Gitlab hero border pattern left svg Gitlab hero border pattern right svg

Hybrid-Remote

On this page

Introduction

On this page, we're detailing the primary differences between all-remote and other forms of remote working.

What is hybrid-remote?

In the GitLab Unfiltered video above, Darren (GitLab) and Anna-Karin (Because Mondays) discuss a number of challenges and solutions related to remote work, transitioning a company to remote, working asynchronously, and defaulting to documentation.

Hybrid-remote (which can be referred to as part-remote), is different than all-remote. In an all-remote company, there is no single headquarters, and each team member is free to live and work in any place they choose. Everyone, including executives, is remote, as there are no offices to come to.

Hybrid-remote is currently more common than all-remote, as it is easier for large, established companies to implement. In a hybrid-remote scenario, there is one or more offices where a subset of the company commutes to each day — working physically in the same space — paired with a subset of the company that works remotely.

These institutions are primarily colocated, but allow remote work.

In the GitLab Unfiltered video above, GitLab co-founder and CEO Sid Sijbrandij chats with Maren Kate, founder at AVRA Talent Partners.

In discussing the decision to go all-remote at GitLab, Sid shares the following.

For us, it was really important that people didn't have to come to the office to get information necessary for career opportunities.

From very early on, we started writing things down. During Y Combinator, they told us "Look, remote work is for engineering, but not finance, marketing, or sales."

So, we got an office. People got hired, they came there, but after a few days they stopped showing up.

[Coming to the office] wasn't needed. They weren't getting any extra information. They were on Slack, on Zoom, in Google Docs, in GitLab pages, in GitLab Issues, in GitLab merge requests — they didn't need to be there.

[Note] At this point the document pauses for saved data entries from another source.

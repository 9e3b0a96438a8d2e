/*!
# `JPEG Line` - Decoder Options
*/

use crate::{
	Rectangle,
	SubsampleRatio,
};



#[derive(Debug, Clone, Copy, Default, Eq, Hash, PartialEq)]
/// # Decoder Options.
///
/// Per-call decode settings. The default decodes at full size into 4:4:4
/// planes.
///
/// ## Examples
///
/// ```
/// use jpegline::{DecoderOptions, Rectangle};
///
/// let opts = DecoderOptions::default()
///     .with_scale_target(Rectangle::from_size(100, 100));
/// assert!(opts.scale_target.is_some());
/// ```
pub struct DecoderOptions {
	/// # Scale Target.
	///
	/// When set, the engine downscales in the DCT domain by the smallest
	/// eighth-scale (1/8, 1/4, 1/2, 1/1) whose output is at least this large
	/// on both axes. This is not an exact resize: 1024×768 aimed at 100×100
	/// comes out 256×192. Empty rectangles are ignored.
	pub scale_target: Option<Rectangle>,

	/// # Disable Fancy Upsampling.
	///
	/// Requests plain pixel replication for subsampled chroma. The bundled
	/// engine has a single upsampler, so this is only logged.
	pub disable_fancy_upsampling: bool,

	/// # Disable Block Smoothing.
	///
	/// Requests no inter-block smoothing of progressive scans. The bundled
	/// engine never smooths, so this is only logged.
	pub disable_block_smoothing: bool,

	/// # Planar Subsampling.
	///
	/// The chroma layout of planar output. Chroma is box-averaged down from
	/// the engine's full-resolution samples.
	pub subsampling: SubsampleRatio,
}

impl DecoderOptions {
	#[must_use]
	/// # With Scale Target.
	pub const fn with_scale_target(mut self, target: Rectangle) -> Self {
		self.scale_target = Some(target);
		self
	}

	#[must_use]
	/// # With Subsampling.
	pub const fn with_subsampling(mut self, ratio: SubsampleRatio) -> Self {
		self.subsampling = ratio;
		self
	}

	/// # Scale Size.
	///
	/// Return the requested size for the engine, if there is one.
	pub(crate) fn scale_size(&self) -> Option<(u16, u16)> {
		let target = self.scale_target.filter(|r| ! r.is_empty())?;
		let w = u16::try_from(target.dx()).unwrap_or(u16::MAX);
		let h = u16::try_from(target.dy()).unwrap_or(u16::MAX);
		Some((w, h))
	}
}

It's not that people like their commute; it's just that people don't want to miss out. If you make sure that people don't miss out, you can be remote, too. It takes a lot of effort and focus to make sure all conversations are captured appropriately and that everything is documented. - GitLab co-founder and CEO Sid Sijbrandij

Do hybrid-remote employees have a commute?

Some hybrid-remote arrangements do involve regular commutes to the office, though not daily commutes. For example, a remote employee in a hybrid-remote organization may travel to an office one week each month for regularly scheduled in-person interactions, while working from a location of their choosing the rest of the month.

While this scenario may still be preferred over one where remote employees are not invited to visit in-person offices, it isn't quite as flexible as all-remote. There's still a commute involved, which can take the majority of a day in both directions for commutes involving flights.

Are there advantages to hybrid-remote?

Hybrid-remote arrangements such as the above offer unique advantages. For hybrid-remote employees who can count on a regular trip to a destination funded by their employer, they're able to plan micro-trips around their business travel.

For hybrid-remote employees with a taste for exploration and a flexibile schedule, these built-in business trips can serve as jumping-off points for exploring new locales that they may not have the means to explore in an all-remote company.

For employers who are committed to a colocated model, but wish to expand their recruiting pipeline beyond the city where they are headquartered, allowing remote employees to join their ranks can be beneficial. Employers may be able to find exceptional team members in a more diverse array of locales, pay them local rates, and sidestep ongoing talent wars in major metropolitan areas.

In doing so, employers would effectively enact a hybrid-remote model, which requires additional considerations to prevent remote employees from being significantly disadvantaged — a point we'll cover in detail below.

Disadvantages to hybrid-remote

In the GitLab Unfiltered video above, GitLab co-founder and CEO Sid Sijbrandij chats with InVision Chief People Officer Mark Frein on the future of all-remote. In the conversation, the two discuss the differences between all-remote and hybrid-remote.

All things being equal, employees longing for additional freedom, autonomy, and workplace flexibility will likely view a hybrid-remote arrangement as superior to a colocated arrangement — one which requires a commute and an in-person presence on a daily basis.

Said another way, "some remote" is often viewed as superior to "no remote." Though far from ideal, it can be rationalized that fewer career opportunities, added judgement, and difficulties in bonding are prices worth paying to live and work where one wants.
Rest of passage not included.